[Supplied material — start]
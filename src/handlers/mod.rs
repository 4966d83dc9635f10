//! Development gateway handlers
//!
//! Enough of an auth gateway to exercise the full handshake: the client's
//! credentials are checked for a matching build and a non-empty account,
//! nothing more. A production deployment registers its own handlers for the
//! same opcodes instead.

use crate::network::{DispatchBuilder, DispatchError, HandlerContext, HandlerError, HandlerResult};
use crate::protocol::message::{
    deny_codes, ClientHeartbeat, ClientHelloAuth, ServerAuthAccepted, ServerAuthDenied,
    ServerHeartbeat,
};
use crate::protocol::PROTOCOL_VERSION;

/// Session key under which the authenticated account name is stored
pub const SESSION_ACCOUNT: &str = "account";

/// Session key under which the account id is stored
pub const SESSION_ACCOUNT_ID: &str = "account_id";

/// Register the development handshake and keep-alive handlers
pub fn register_gateway_handlers(builder: DispatchBuilder) -> Result<DispatchBuilder, DispatchError> {
    builder
        .on(client_hello_auth)?
        .on_authenticated(client_heartbeat)
}

fn client_hello_auth(hello: ClientHelloAuth, ctx: &mut HandlerContext<'_>) -> HandlerResult {
    if hello.build != PROTOCOL_VERSION {
        ctx.send(&denied(deny_codes::VERSION_MISMATCH, hello.build));
        return Err(HandlerError::failed(format!(
            "client build {} does not match {}",
            hello.build, PROTOCOL_VERSION
        )));
    }

    if hello.account.is_empty() {
        ctx.send(&denied(deny_codes::INVALID_TOKEN, 0));
        return Err(HandlerError::failed("empty account name"));
    }

    let account_id = account_id(&hello.account);
    tracing::info!(
        connection = %ctx.connection_id(),
        account_id,
        "Account {} authenticated",
        hello.account
    );

    ctx.send(&ServerAuthAccepted {
        account_id,
        session_key: hello.token,
    });
    ctx.session_mut().insert(SESSION_ACCOUNT_ID, account_id);
    ctx.session_mut().insert(SESSION_ACCOUNT, hello.account);
    ctx.mark_authenticated();
    Ok(())
}

fn client_heartbeat(ping: ClientHeartbeat, ctx: &mut HandlerContext<'_>) -> HandlerResult {
    ctx.send(&ServerHeartbeat {
        timestamp: ping.timestamp,
    });
    Ok(())
}

fn denied(reason: u32, error_value: u32) -> ServerAuthDenied {
    ServerAuthDenied {
        reason,
        error_value,
        suspended_days: 0,
    }
}

/// Stable id derived from the account name (32-bit FNV-1a)
fn account_id(account: &str) -> u32 {
    account
        .to_lowercase()
        .bytes()
        .fold(0x811C_9DC5, |hash, byte| (hash ^ u32::from(byte)).wrapping_mul(0x0100_0193))
}
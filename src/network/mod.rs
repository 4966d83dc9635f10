//! Network module - Handles the TCP side of the gateway
//!
//! Provides:
//! - Listener for accepting client sockets
//! - Per-connection actor driving framing, encryption and dispatch
//! - Dispatch registry handlers plug into
//! - Probe client for talking to a gateway

mod client;
mod connection;
mod dispatch;
mod listener;
mod session;

pub use client::*;
pub use connection::*;
pub use dispatch::{
    Access, DispatchBuilder, DispatchError, DispatchRegistry, Handler, HandlerContext,
    HandlerError, HandlerResult,
};
pub use listener::*;
pub use session::Session;

use std::net::SocketAddr;
use std::sync::Arc;
use std::time::Duration;

use crate::crypto::{default_cipher, KeySeeds, PacketCipher};
use crate::protocol::message::ServerHello;
use crate::protocol::{ConnectionType, DEFAULT_PORT, PROTOCOL_VERSION};

/// Default per-read buffer growth
pub const DEFAULT_READ_BUFFER_SIZE: usize = 16 * 1024;

/// Default cap on a single inbound payload
pub const DEFAULT_MAX_PACKET_SIZE: usize = 1024 * 1024;

/// Default depth of a connection's command queue
pub const DEFAULT_COMMAND_QUEUE_SIZE: usize = 256;

/// Settings shared by every connection a listener accepts
#[derive(Clone)]
pub struct ConnectionSettings {
    /// Service this listener fronts
    pub connection_type: ConnectionType,
    /// Greeting sent on accept. The listener fills in port and startup time.
    pub greeting: ServerHello,
    /// Encryption collaborator
    pub cipher: Arc<dyn PacketCipher>,
    /// Seed for the per-connection key state
    pub key_seed: u64,
    /// Largest inbound payload accepted before the connection is dropped
    pub max_packet_size: usize,
    pub read_buffer_size: usize,
    /// Close connections that stay silent this long
    pub idle_timeout: Option<Duration>,
    pub command_queue_size: usize,
}

impl ConnectionSettings {
    pub fn new(connection_type: ConnectionType, cipher: Arc<dyn PacketCipher>, seeds: KeySeeds) -> Self {
        Self {
            connection_type,
            greeting: ServerHello {
                connection_type: connection_type.wire_value() as u8,
                ..default_greeting()
            },
            cipher,
            key_seed: seeds.for_connection(connection_type),
            ..Self::default()
        }
    }
}

impl Default for ConnectionSettings {
    fn default() -> Self {
        Self {
            connection_type: ConnectionType::Auth,
            greeting: default_greeting(),
            cipher: default_cipher(true),
            key_seed: KeySeeds::default().auth,
            max_packet_size: DEFAULT_MAX_PACKET_SIZE,
            read_buffer_size: DEFAULT_READ_BUFFER_SIZE,
            idle_timeout: None,
            command_queue_size: DEFAULT_COMMAND_QUEUE_SIZE,
        }
    }
}

impl std::fmt::Debug for ConnectionSettings {
    fn fmt(&self, f: &mut std::fmt::Formatter<'_>) -> std::fmt::Result {
        f.debug_struct("ConnectionSettings")
            .field("connection_type", &self.connection_type)
            .field("greeting", &self.greeting)
            .field("max_packet_size", &self.max_packet_size)
            .field("read_buffer_size", &self.read_buffer_size)
            .field("idle_timeout", &self.idle_timeout)
            .field("command_queue_size", &self.command_queue_size)
            .finish_non_exhaustive()
    }
}

fn default_greeting() -> ServerHello {
    ServerHello {
        auth_version: PROTOCOL_VERSION,
        realm_id: 0,
        realm_group_id: 0,
        startup_time: 0,
        listen_port: DEFAULT_PORT,
        connection_type: ConnectionType::Auth.wire_value() as u8,
        network_message_crc: 0,
        process_id: std::process::id(),
    }
}

/// Resolve a hostname to a socket address
pub async fn resolve_host(host: &str, port: u16) -> std::io::Result<SocketAddr> {
    use tokio::net::lookup_host;

    let addr_string = format!("{}:{}", host, port);
    let mut addrs = lookup_host(&addr_string).await?;

    addrs.next().ok_or_else(|| {
        std::io::Error::new(
            std::io::ErrorKind::NotFound,
            format!("Could not resolve host: {}", host),
        )
    })
}
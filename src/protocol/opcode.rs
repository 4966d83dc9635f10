//! Opcode registry
//!
//! Every message type on the wire is identified by a 16-bit opcode. The
//! registry is a closed enum generated by the `opcodes!` macro below, so the
//! name -> integer direction is total at compile time and the integer -> name
//! direction is a plain `Option` lookup.
//!
//! Integers without an entry are normal traffic from newer or older clients,
//! not corruption. Callers drop those packets and carry on.

use std::fmt;
use std::str::FromStr;

macro_rules! opcodes {
    (@label $name:ident) => {
        stringify!($name)
    };
    (@label $name:ident $label:literal) => {
        $label
    };
    ($( $(#[$meta:meta])* $name:ident = $value:literal $(=> $label:literal)? ),* $(,)?) => {
        /// Symbolic identity of a wire message type
        #[derive(Debug, Clone, Copy, PartialEq, Eq, Hash, PartialOrd, Ord)]
        #[repr(u16)]
        pub enum Opcode {
            $( $(#[$meta])* $name = $value, )*
        }

        impl Opcode {
            /// Every registered opcode, in declaration order
            pub const ALL: &'static [Opcode] = &[ $( Opcode::$name, )* ];

            /// Wire value of this opcode
            pub const fn as_u16(self) -> u16 {
                self as u16
            }

            /// Look up a wire value. `None` means the peer speaks a message
            /// this build does not know about.
            pub const fn from_u16(value: u16) -> Option<Opcode> {
                match value {
                    $( $value => Some(Opcode::$name), )*
                    _ => None,
                }
            }

            /// Symbolic identity, e.g. `ServerHello`
            pub const fn name(self) -> &'static str {
                match self {
                    $( Opcode::$name => stringify!($name), )*
                }
            }

            /// Human-readable label for diagnostics. Falls back to the
            /// symbolic identity when no label was registered.
            pub const fn display_name(self) -> &'static str {
                match self {
                    $( Opcode::$name => opcodes!(@label $name $($label)?), )*
                }
            }

            /// Look up an opcode by its symbolic identity
            pub fn from_name(name: &str) -> Option<Opcode> {
                Self::ALL.iter().copied().find(|opcode| opcode.name() == name)
            }
        }
    };
}

opcodes! {
    /// Greeting sent by the server right after accept
    ServerHello = 0x0003 => "Server Hello",
    /// Periodic keep-alive from the client
    ClientHeartbeat = 0x0241 => "Client Heartbeat",
    /// Server reply to a heartbeat
    ServerHeartbeat = 0x0242 => "Server Heartbeat",
    /// Realm hand-off hello, recognised but not served by the auth gateway
    ClientHelloRealm = 0x058F,
    /// Authentication succeeded
    ServerAuthAccepted = 0x0591 => "Server Auth Accepted",
    /// Client credentials for the auth gateway
    ClientHelloAuth = 0x0592 => "Client Hello (Auth)",
    /// Authentication refused
    ServerAuthDenied = 0x063D => "Server Auth Denied",
}

impl fmt::Display for Opcode {
    fn fmt(&self, f: &mut fmt::Formatter<'_>) -> fmt::Result {
        write!(f, "{} (0x{:04X})", self.display_name(), self.as_u16())
    }
}

impl From<Opcode> for u16 {
    fn from(opcode: Opcode) -> u16 {
        opcode.as_u16()
    }
}

impl TryFrom<u16> for Opcode {
    type Error = u16;

    fn try_from(value: u16) -> Result<Self, Self::Error> {
        Opcode::from_u16(value).ok_or(value)
    }
}

/// Error returned when parsing an unknown opcode name
#[derive(Debug, Clone, PartialEq, Eq, thiserror::Error)]
#[error("Unknown opcode name: {0}")]
pub struct UnknownOpcodeName(pub String);

impl FromStr for Opcode {
    type Err = UnknownOpcodeName;

    fn from_str(s: &str) -> Result<Self, Self::Err> {
        Opcode::from_name(s).ok_or_else(|| UnknownOpcodeName(s.to_string()))
    }
}

#[cfg(test)]
mod tests {
    use super::*;

    #[test]
    fn test_registry_totality() {
        for &opcode in Opcode::ALL {
            assert_eq!(Opcode::from_u16(opcode.as_u16()), Some(opcode));
            assert_eq!(Opcode::from_name(opcode.name()), Some(opcode));
        }
    }

    #[test]
    fn test_unknown_values() {
        let registered: Vec<u16> = Opcode::ALL.iter().map(|o| o.as_u16()).collect();
        for value in 0..=u16::MAX {
            if !registered.contains(&value) {
                assert_eq!(Opcode::from_u16(value), None, "value 0x{:04X}", value);
            }
        }
    }

    #[test]
    fn test_wire_values_are_unique() {
        let mut values: Vec<u16> = Opcode::ALL.iter().map(|o| o.as_u16()).collect();
        values.sort_unstable();
        values.dedup();
        assert_eq!(values.len(), Opcode::ALL.len());
    }

    #[test]
    fn test_display_name_fallback() {
        assert_eq!(Opcode::ServerHello.display_name(), "Server Hello");
        assert_eq!(Opcode::ClientHelloRealm.display_name(), "ClientHelloRealm");
        assert_eq!(Opcode::ServerHello.as_u16(), 0x0003);
    }

    #[test]
    fn test_parse_by_name() {
        assert_eq!("ClientHelloAuth".parse::<Opcode>(), Ok(Opcode::ClientHelloAuth));
        assert!("NotAnOpcode".parse::<Opcode>().is_err());
        assert_eq!(Opcode::try_from(0x0592), Ok(Opcode::ClientHelloAuth));
        assert_eq!(Opcode::try_from(0xBEEF), Err(0xBEEF));
    }
}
[Supplied material — finish]
● Task statement
Copy the lines of the data above exactly as written, beginning with the line containing "pub const DEFAULT_MAX_PACKET_SIZE: usize" and ending with the line containing "this listener fronts", and leave out all other lines.

● Task solution
pub const DEFAULT_MAX_PACKET_SIZE: usize = 1024 * 1024;

/// Default depth of a connection's command queue
pub const DEFAULT_COMMAND_QUEUE_SIZE: usize = 256;

/// Settings shared by every connection a listener accepts
#[derive(Clone)]
pub struct ConnectionSettings {
    /// Service this listener fronts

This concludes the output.